Each line that holds the word "third" counts once; give the total for the records below and nothing else.

- - - - - - -

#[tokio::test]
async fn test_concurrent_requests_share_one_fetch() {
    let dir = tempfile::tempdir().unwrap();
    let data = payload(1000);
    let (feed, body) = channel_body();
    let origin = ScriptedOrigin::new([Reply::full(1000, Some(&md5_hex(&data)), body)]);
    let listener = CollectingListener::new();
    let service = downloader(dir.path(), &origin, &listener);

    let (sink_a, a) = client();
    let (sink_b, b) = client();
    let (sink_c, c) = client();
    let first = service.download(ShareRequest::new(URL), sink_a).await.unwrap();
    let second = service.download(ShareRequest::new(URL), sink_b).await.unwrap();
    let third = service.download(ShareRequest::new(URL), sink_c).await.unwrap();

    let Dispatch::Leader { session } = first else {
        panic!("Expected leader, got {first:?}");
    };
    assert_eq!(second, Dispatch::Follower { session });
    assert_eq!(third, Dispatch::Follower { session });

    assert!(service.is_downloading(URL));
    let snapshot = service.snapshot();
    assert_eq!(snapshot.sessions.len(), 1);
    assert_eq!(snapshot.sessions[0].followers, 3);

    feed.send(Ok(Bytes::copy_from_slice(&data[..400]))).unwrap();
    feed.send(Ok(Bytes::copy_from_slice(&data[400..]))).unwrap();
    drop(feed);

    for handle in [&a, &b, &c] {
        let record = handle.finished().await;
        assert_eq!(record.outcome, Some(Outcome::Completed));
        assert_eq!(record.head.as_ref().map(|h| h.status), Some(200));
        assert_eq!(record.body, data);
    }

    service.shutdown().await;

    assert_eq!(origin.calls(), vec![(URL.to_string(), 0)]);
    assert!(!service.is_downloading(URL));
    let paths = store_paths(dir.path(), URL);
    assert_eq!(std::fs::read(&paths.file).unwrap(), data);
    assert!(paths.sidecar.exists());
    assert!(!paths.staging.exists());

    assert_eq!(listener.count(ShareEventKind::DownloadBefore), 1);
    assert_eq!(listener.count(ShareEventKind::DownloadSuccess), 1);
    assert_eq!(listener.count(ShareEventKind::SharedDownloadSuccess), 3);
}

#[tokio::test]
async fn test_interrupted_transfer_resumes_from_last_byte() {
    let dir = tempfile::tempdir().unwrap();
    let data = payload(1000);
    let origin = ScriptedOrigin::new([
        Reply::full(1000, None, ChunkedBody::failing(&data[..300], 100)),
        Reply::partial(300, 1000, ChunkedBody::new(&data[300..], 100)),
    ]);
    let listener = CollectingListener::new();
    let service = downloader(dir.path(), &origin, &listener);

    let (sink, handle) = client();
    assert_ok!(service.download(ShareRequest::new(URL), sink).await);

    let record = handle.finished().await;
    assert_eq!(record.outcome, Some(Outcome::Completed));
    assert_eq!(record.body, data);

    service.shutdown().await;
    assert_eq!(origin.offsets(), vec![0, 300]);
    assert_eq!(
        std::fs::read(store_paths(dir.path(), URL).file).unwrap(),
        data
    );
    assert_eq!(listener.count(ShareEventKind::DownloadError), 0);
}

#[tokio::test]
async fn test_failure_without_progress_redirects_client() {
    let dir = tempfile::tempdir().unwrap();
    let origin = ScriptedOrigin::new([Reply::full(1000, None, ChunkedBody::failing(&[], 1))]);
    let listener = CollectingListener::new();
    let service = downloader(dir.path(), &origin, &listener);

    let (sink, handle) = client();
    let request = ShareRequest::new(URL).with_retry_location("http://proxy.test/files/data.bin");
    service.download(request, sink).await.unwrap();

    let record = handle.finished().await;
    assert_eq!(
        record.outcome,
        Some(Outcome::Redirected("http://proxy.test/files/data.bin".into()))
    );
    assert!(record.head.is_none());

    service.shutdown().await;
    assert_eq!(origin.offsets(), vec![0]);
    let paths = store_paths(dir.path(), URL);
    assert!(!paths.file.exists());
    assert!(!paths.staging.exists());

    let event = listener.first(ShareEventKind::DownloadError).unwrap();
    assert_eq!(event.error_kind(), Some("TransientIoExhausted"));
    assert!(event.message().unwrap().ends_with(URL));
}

- - - - - - -

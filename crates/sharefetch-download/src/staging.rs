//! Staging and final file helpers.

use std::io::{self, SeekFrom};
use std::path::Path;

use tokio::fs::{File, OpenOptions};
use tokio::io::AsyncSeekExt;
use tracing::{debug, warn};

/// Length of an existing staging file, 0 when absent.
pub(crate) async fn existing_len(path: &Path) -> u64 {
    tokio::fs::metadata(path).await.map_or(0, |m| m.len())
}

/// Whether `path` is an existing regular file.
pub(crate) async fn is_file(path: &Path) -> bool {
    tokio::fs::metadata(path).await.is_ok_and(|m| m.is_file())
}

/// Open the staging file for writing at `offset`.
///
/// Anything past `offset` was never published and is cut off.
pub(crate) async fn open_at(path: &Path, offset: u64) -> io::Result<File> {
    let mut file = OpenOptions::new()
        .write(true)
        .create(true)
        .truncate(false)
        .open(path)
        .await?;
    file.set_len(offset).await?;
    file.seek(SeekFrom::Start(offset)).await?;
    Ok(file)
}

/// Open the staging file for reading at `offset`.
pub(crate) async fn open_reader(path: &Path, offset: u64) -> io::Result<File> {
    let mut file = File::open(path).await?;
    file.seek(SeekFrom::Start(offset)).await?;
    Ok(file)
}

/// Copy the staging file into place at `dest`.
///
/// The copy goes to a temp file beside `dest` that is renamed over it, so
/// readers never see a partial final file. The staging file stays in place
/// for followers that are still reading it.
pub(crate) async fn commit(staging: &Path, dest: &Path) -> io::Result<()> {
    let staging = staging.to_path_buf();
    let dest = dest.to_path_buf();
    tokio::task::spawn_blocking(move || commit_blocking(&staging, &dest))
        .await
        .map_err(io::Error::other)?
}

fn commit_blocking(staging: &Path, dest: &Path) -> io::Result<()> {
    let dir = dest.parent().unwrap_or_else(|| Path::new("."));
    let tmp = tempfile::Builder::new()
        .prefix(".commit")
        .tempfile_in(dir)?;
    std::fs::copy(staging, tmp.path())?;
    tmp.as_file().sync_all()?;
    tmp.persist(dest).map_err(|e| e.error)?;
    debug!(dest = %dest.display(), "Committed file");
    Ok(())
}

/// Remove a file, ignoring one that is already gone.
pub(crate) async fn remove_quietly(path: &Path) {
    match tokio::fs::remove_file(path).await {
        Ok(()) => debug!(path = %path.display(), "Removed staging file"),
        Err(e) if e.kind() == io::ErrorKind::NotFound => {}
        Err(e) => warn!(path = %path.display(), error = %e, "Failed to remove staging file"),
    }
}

- - - - - - -

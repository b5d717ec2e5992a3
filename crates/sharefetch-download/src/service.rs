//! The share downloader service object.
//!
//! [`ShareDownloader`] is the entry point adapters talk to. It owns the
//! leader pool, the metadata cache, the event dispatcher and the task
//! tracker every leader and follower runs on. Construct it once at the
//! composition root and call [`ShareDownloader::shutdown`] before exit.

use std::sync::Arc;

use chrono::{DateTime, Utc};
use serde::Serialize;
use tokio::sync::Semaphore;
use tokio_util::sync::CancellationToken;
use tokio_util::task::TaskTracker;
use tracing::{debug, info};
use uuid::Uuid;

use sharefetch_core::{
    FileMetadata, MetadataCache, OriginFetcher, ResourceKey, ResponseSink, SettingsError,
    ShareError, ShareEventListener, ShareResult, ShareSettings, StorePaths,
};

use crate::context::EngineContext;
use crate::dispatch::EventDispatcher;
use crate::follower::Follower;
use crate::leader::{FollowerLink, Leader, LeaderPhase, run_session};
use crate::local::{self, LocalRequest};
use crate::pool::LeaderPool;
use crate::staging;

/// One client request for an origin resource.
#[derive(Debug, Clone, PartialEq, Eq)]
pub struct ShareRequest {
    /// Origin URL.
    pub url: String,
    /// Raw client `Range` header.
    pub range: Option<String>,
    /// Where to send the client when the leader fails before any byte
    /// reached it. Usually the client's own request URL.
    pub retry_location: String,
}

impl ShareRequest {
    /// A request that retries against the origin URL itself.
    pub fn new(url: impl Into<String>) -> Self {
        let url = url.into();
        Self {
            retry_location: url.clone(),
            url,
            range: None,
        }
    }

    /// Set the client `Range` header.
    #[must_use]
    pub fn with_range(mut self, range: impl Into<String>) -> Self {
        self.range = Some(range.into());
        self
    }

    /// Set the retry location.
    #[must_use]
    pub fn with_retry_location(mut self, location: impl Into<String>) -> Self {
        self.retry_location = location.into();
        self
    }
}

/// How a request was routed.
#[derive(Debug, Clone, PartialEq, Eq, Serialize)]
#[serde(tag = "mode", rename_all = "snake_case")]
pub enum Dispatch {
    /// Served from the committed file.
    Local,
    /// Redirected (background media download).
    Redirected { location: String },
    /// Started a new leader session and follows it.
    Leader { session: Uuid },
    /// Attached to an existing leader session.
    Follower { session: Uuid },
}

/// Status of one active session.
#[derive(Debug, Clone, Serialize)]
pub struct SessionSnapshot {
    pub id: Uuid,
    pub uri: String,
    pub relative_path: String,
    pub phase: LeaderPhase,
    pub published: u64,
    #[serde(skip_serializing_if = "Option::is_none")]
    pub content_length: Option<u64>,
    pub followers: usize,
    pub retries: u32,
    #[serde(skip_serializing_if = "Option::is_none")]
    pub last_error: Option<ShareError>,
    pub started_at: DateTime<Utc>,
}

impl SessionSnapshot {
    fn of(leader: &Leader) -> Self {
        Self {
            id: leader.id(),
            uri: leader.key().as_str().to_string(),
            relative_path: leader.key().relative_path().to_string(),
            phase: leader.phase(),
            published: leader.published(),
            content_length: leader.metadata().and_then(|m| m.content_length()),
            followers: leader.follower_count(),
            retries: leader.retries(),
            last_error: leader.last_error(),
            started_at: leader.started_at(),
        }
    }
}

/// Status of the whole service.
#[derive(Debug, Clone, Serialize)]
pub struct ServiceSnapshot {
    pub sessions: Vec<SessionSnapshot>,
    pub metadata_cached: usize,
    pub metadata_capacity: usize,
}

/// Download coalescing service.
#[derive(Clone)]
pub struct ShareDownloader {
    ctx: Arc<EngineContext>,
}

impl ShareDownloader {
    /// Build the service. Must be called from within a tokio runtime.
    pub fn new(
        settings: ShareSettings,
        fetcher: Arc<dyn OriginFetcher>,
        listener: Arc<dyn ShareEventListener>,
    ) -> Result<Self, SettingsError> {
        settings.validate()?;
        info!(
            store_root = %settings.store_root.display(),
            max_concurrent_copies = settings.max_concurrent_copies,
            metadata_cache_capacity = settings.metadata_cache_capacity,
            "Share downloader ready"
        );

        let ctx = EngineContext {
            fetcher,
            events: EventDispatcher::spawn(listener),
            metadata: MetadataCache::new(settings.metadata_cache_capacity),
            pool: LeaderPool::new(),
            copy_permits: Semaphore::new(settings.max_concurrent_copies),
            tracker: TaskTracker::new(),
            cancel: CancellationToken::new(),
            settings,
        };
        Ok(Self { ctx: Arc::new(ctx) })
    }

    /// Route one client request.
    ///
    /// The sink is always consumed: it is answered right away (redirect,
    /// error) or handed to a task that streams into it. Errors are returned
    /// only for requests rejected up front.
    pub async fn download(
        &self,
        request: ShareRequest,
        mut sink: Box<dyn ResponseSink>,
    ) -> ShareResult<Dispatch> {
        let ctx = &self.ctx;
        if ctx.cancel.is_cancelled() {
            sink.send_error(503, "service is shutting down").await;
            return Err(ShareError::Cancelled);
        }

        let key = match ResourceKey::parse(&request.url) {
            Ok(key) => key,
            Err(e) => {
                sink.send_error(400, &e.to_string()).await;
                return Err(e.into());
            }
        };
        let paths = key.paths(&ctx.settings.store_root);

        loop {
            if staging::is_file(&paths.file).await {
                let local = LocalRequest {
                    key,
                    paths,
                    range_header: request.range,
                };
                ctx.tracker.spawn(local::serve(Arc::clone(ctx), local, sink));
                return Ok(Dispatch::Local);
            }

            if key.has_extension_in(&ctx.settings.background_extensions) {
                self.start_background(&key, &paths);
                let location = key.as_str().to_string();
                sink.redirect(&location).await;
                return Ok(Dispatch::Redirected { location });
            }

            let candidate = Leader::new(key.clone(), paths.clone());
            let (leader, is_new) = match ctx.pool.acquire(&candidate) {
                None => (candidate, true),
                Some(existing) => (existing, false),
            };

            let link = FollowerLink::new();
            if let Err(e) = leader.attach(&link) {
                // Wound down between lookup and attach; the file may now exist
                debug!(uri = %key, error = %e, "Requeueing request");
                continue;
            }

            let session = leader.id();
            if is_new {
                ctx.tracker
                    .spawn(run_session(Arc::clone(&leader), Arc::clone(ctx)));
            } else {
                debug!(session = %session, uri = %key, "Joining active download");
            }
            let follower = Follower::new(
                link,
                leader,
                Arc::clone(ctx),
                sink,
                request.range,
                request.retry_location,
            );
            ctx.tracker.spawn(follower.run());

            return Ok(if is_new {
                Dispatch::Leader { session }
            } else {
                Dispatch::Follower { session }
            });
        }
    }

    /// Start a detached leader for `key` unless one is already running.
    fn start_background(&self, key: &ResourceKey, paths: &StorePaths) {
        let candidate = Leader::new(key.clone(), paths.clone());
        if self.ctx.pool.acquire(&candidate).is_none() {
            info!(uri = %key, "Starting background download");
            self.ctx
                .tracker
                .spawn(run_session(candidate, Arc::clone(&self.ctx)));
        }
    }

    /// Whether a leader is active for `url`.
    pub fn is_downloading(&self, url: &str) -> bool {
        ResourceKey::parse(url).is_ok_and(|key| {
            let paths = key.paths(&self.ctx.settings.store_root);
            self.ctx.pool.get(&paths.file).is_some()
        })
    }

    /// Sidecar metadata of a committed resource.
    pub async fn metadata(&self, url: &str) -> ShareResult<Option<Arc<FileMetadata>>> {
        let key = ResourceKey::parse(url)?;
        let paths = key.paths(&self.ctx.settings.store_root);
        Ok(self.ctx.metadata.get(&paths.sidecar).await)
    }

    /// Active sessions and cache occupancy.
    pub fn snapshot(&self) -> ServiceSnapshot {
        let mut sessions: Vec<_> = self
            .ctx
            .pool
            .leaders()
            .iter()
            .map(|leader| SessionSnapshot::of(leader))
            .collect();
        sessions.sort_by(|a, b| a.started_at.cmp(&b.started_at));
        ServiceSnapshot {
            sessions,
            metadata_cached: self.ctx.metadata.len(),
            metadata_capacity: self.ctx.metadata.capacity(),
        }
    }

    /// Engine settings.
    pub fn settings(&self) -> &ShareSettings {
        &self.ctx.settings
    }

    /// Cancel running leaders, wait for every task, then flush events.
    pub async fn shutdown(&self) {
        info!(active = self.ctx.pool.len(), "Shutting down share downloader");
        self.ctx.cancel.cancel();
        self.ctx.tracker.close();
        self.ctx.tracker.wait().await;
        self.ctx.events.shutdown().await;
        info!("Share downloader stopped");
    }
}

- - - - - - -

*RESULT*:
2